Please join us for a virtual lecture this Sunday afternoon 3/14/21, pi day, at 3:14 PM for a lecture about navigating Federal Drug Administration regulations during the pandemic.

Dr. Alexei Mlodinow will provide an overview of FDA medical device regulation using topical and specific experiences as examples. Alexei’s first company, SIA, currently has one FDA-cleared, CE-marked, bioabsorbable implant, for which it also has an NIH grant for a pivotal study of breast reconstruction under FDA oversight. He will review the commonly-misunderstood US FDA Class II and Class III device pathways that applied to SIA’s first clearance and ongoing clinical trial, respectively. He will also touch upon the basic elements of biocompatibility that need to be proven to get a device approved, and the difference between leveraging pre-existing vs novel polymers in device development. Alexei’s second company, RapidRona, took advantage of excess capacity in US CLIA labs and attaining an Emergency Use Authorization (EUA) to deliver the first at-home sample collection kit for COVID testing with a guaranteed 48-hour turnaround. They are one of the only companies offering the gold standard RT-PCR entirely from the comfort of your home, and have quicky scaled daily capacity to levels amongst those of well-established companies. He will review the different types of COVID tests and how they work, as well as describe the FDA EUA regulatory pathway.

Please use the form below to register for the event. On the evening of Saturday the 13th and just prior to the presentation, you will receive an email with the Zoom link for this event at the email address you provide below. We look forward to your attendance and to your questions.

This is a virtual event that will be conducted via Zoom. Please visit https://www.zoom.us to make sure you have installed the Zoom application prior to the event. 

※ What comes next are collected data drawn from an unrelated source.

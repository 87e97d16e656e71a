//! Full build behavior: idempotence, hash gating, force and stale cleanup.

use std::sync::Arc;

use sitegen_lib::cache::{CacheRecord, MetadataStore};
use sitegen_lib::generate::{FileOutcome, GenerateOptions, Phase, Task};
use sitegen_lib::route::RouteSource;
use sitegen_lib::util::hash::hash_bytes;

use super::common::{RecordingDeployer, TestSite};

#[tokio::test]
async fn two_routes_then_nothing() {
  let site = TestSite::new();
  site.router.set("a.html", RouteSource::bytes("A"), true);
  site.router.set("b.html", RouteSource::bytes("B"), true);

  let summary = site.generator(GenerateOptions::default()).run().await.unwrap();

  assert_eq!(summary.generated(), 2);
  assert_eq!(site.read_public("a.html").as_deref(), Some("A"));
  assert_eq!(site.read_public("b.html").as_deref(), Some("B"));
  assert_eq!(site.cache.filter(&|r| r.id.starts_with("public/")).len(), 2);

  let again = site.generator(GenerateOptions::default()).run().await.unwrap();
  assert_eq!(again.generated(), 0);
  assert!(again.deleted.is_empty());
}

#[tokio::test]
async fn rerun_with_modified_but_identical_content_is_unchanged() {
  let site = TestSite::new();
  site.router.set("a.html", RouteSource::bytes("A"), true);
  site.generator(GenerateOptions::default()).run().await.unwrap();

  // Still flagged modified, so the content is hashed and compared
  let summary = site.generator(GenerateOptions::default()).run().await.unwrap();

  assert_eq!(summary.generated(), 0);
  assert_eq!(summary.unchanged, 1);
}

#[tokio::test]
async fn cache_survives_reopen() {
  let mut site = TestSite::new();
  site.router.set("a.html", RouteSource::bytes("A"), true);
  site.generator(GenerateOptions::default()).run().await.unwrap();

  site.reopen_cache();

  let record = site.cache.find_by_id("public/a.html").unwrap();
  assert_eq!(record.hash, hash_bytes(b"A").0);
  let summary = site.generator(GenerateOptions::default()).run().await.unwrap();
  assert_eq!(summary.generated(), 0);
}

#[tokio::test]
async fn missing_output_is_rewritten_despite_matching_hash() {
  let site = TestSite::new();
  site.router.set("a.html", RouteSource::bytes("A"), false);
  site.generator(GenerateOptions::default()).run().await.unwrap();

  std::fs::remove_file(site.public_dir().join("a.html")).unwrap();
  assert_eq!(site.cache.find_by_id("public/a.html").unwrap().hash, hash_bytes(b"A").0);

  let summary = site.generator(GenerateOptions::default()).run().await.unwrap();

  assert_eq!(summary.written, vec!["a.html".to_string()]);
  assert_eq!(site.read_public("a.html").as_deref(), Some("A"));
}

#[tokio::test]
async fn unmodified_route_with_existing_output_is_skipped() {
  let site = TestSite::new();
  site.write_public("a.html", "stale");
  site.router.set("a.html", RouteSource::bytes("fresh"), false);

  let summary = site.generator(GenerateOptions::default()).run().await.unwrap();

  assert_eq!(summary.skipped, 1);
  assert_eq!(site.read_public("a.html").as_deref(), Some("stale"));
}

#[tokio::test]
async fn force_rewrites_and_refreshes_cache() {
  let site = TestSite::new();
  site.write_public("a.html", "stale");
  site.write_public("b.html", "B");
  site.cache.save(CacheRecord::new("public/a.html", "bogus")).unwrap();
  site.cache.save(CacheRecord::new("public/b.html", hash_bytes(b"B").0)).unwrap();
  site.router.set("a.html", RouteSource::bytes("A"), false);
  site.router.set("b.html", RouteSource::bytes("B"), false);

  let options = GenerateOptions {
    force: true,
    ..GenerateOptions::default()
  };
  let summary = site.generator(options).run().await.unwrap();

  assert_eq!(summary.generated(), 2);
  assert_eq!(site.read_public("a.html").as_deref(), Some("A"));
  assert_eq!(site.cache.find_by_id("public/a.html").unwrap().hash, hash_bytes(b"A").0);
}

#[tokio::test]
async fn stale_output_is_deleted_not_generated() {
  let site = TestSite::new();
  site.write_public("old.html", "old");
  site.cache.save(CacheRecord::new("public/old.html", hash_bytes(b"old").0)).unwrap();
  site.router.set("a.html", RouteSource::bytes("A"), true);

  let generator = site.generator(GenerateOptions::default());
  assert_eq!(
    generator.plan_tasks(),
    vec![Task::Delete("old.html".to_string()), Task::Generate("a.html".to_string())]
  );

  let summary = generator.run().await.unwrap();

  assert_eq!(summary.deleted, vec!["old.html".to_string()]);
  assert_eq!(summary.written, vec!["a.html".to_string()]);
  assert!(site.read_public("old.html").is_none());
}

#[tokio::test]
async fn stale_records_accumulate_after_deletion() {
  let site = TestSite::new();
  site.router.set("old.html", RouteSource::bytes("old"), true);
  site.generator(GenerateOptions::default()).run().await.unwrap();

  site.router.remove("old.html");
  site.generator(GenerateOptions::default()).run().await.unwrap();

  // The output is gone but its record is kept; later builds re-issue a
  // delete that finds nothing.
  assert!(site.read_public("old.html").is_none());
  assert!(site.cache.find_by_id("public/old.html").is_some());

  let generator = site.generator(GenerateOptions::default());
  assert_eq!(generator.plan_tasks(), vec![Task::Delete("old.html".to_string())]);
  assert_eq!(generator.delete_file("old.html").await.unwrap(), FileOutcome::Absent);
}

#[tokio::test]
async fn nested_paths_create_directories() {
  let site = TestSite::new();
  site.router.set("blog/2024/post/index.html", RouteSource::bytes("post"), true);

  site.generator(GenerateOptions::default()).run().await.unwrap();

  assert_eq!(site.read_public("blog/2024/post/index.html").as_deref(), Some("post"));
}

#[tokio::test]
async fn file_sources_are_copied() {
  let site = TestSite::new();
  let asset = site.temp.path().join("logo.svg");
  std::fs::write(&asset, "<svg/>").unwrap();
  site.router.set("img/logo.svg", RouteSource::File(asset), true);

  site.generator(GenerateOptions::default()).run().await.unwrap();

  assert_eq!(site.read_public("img/logo.svg").as_deref(), Some("<svg/>"));
}

#[tokio::test]
async fn deploy_runs_after_build() {
  let site = TestSite::new();
  site.router.set("a.html", RouteSource::bytes("A"), true);
  let deployer = Arc::new(RecordingDeployer::default());

  let options = GenerateOptions {
    deploy: true,
    force: true,
    ..GenerateOptions::default()
  };
  let generator = Arc::new(
    sitegen_lib::generate::Generator::new(site.public_dir(), site.router.clone(), site.cache.clone(), options)
      .with_deployer(deployer.clone()),
  );
  generator.run().await.unwrap();

  let calls = deployer.calls.lock().unwrap();
  assert_eq!(calls.len(), 1);
  assert!(calls[0].force);
  assert_eq!(generator.phase(), Phase::Idle);
}

#[tokio::test]
async fn deploy_not_invoked_without_flag() {
  let site = TestSite::new();
  let deployer = Arc::new(RecordingDeployer::default());
  let generator = Arc::new(
    sitegen_lib::generate::Generator::new(
      site.public_dir(),
      site.router.clone(),
      site.cache.clone(),
      GenerateOptions::default(),
    )
    .with_deployer(deployer.clone()),
  );

  generator.run().await.unwrap();

  assert!(deployer.calls.lock().unwrap().is_empty());
}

Date and Time: Sunday March 14, 2021 at 3:14 PM
LocationZoom
Cost: Free

Dr. Alexei Mlodinow co-founded SIA (Surgical Innovation Associates), an academic spin-out focusing on bioabsorbable devices for plastic/reconstructive surgery, whilst studying in the joint MD/MBA program at Northwestern. SIA currently has one FDA-cleared, CE-marked, commercial implant, for which it also has a $2M NIH grant for a pivotal study of breast reconstruction under FDA oversight. The company has raised ~$8.5M in equity capital, and has multiple pipeline products

in development. In 2020, Alexei co-founded RapidRona, taking advantage of excess capacity in US CLIA labs and attaining an EUA to deliver the first at-home sample collection kit for PCR testing with a guaranteed 48-hour turnaround. In addition to his entrepreneurial work, he has authored over 20 peer-reviewed publications and book chapters, and he regularly lectures on both science and entrepreneurship at national and international meetings. He is listed as inventor on over 10 issued and pending patents for both SIA products and other technology; and he serves as board advisor to several start-ups focused on nanotechnology, medical robotics, tissue engineering, and structural heart disease. Alexei was named one of Forbes’ “30 under 30” in 2018 and Crain’s “20 in their 20s” in 2019.